The records are to be restated in their entirety, word for word.

Collected data entries
+ + + +
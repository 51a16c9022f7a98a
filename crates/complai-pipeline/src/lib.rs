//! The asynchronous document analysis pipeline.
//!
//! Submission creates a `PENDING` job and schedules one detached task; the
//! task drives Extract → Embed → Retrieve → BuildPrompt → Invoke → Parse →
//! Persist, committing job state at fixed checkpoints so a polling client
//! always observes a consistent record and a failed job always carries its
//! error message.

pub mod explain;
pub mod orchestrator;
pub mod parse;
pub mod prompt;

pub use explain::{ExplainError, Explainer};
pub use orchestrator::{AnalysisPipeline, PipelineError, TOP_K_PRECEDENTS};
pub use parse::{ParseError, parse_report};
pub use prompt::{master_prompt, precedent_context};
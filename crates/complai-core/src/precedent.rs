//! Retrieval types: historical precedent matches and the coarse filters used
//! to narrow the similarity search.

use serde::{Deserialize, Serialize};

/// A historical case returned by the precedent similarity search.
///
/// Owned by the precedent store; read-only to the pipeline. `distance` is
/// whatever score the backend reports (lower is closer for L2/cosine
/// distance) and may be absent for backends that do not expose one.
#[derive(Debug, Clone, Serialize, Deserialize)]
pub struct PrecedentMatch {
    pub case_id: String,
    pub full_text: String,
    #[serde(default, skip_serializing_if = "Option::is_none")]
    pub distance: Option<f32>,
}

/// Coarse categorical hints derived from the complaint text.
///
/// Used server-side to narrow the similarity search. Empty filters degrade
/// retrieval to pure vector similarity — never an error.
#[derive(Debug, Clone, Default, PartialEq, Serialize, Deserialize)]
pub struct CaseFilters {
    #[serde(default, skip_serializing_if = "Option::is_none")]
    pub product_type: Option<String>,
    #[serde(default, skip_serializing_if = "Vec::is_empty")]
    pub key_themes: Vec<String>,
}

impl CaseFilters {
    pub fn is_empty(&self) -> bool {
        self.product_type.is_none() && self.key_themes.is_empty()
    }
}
+ + + +
* Response for this exercise *
repository 51a16c9022f7a98a
filename crates/complai-pipeline/src/lib.rs
//! The asynchronous document analysis pipeline.
//!
//! Submission creates a `PENDING` job and schedules one detached task; the
//! task drives Extract → Embed → Retrieve → BuildPrompt → Invoke → Parse →
//! Persist, committing job state at fixed checkpoints so a polling client
//! always observes a consistent record and a failed job always carries its
//! error message.

pub mod explain;
pub mod orchestrator;
pub mod parse;
pub mod prompt;

pub use explain::{ExplainError, Explainer};
pub use orchestrator::{AnalysisPipeline, PipelineError, TOP_K_PRECEDENTS};
pub use parse::{ParseError, parse_report};
pub use prompt::{master_prompt, precedent_context};
filename crates/complai-core/src/precedent.rs
//! Retrieval types: historical precedent matches and the coarse filters used
//! to narrow the similarity search.

use serde::{Deserialize, Serialize};

/// A historical case returned by the precedent similarity search.
///
/// Owned by the precedent store; read-only to the pipeline. `distance` is
/// whatever score the backend reports (lower is closer for L2/cosine
/// distance) and may be absent for backends that do not expose one.
#[derive(Debug, Clone, Serialize, Deserialize)]
pub struct PrecedentMatch {
    pub case_id: String,
    pub full_text: String,
    #[serde(default, skip_serializing_if = "Option::is_none")]
    pub distance: Option<f32>,
}

/// Coarse categorical hints derived from the complaint text.
///
/// Used server-side to narrow the similarity search. Empty filters degrade
/// retrieval to pure vector similarity — never an error.
#[derive(Debug, Clone, Default, PartialEq, Serialize, Deserialize)]
pub struct CaseFilters {
    #[serde(default, skip_serializing_if = "Option::is_none")]
    pub product_type: Option<String>,
    #[serde(default, skip_serializing_if = "Vec::is_empty")]
    pub key_themes: Vec<String>,
}

impl CaseFilters {
    pub fn is_empty(&self) -> bool {
        self.product_type.is_none() && self.key_themes.is_empty()
    }
}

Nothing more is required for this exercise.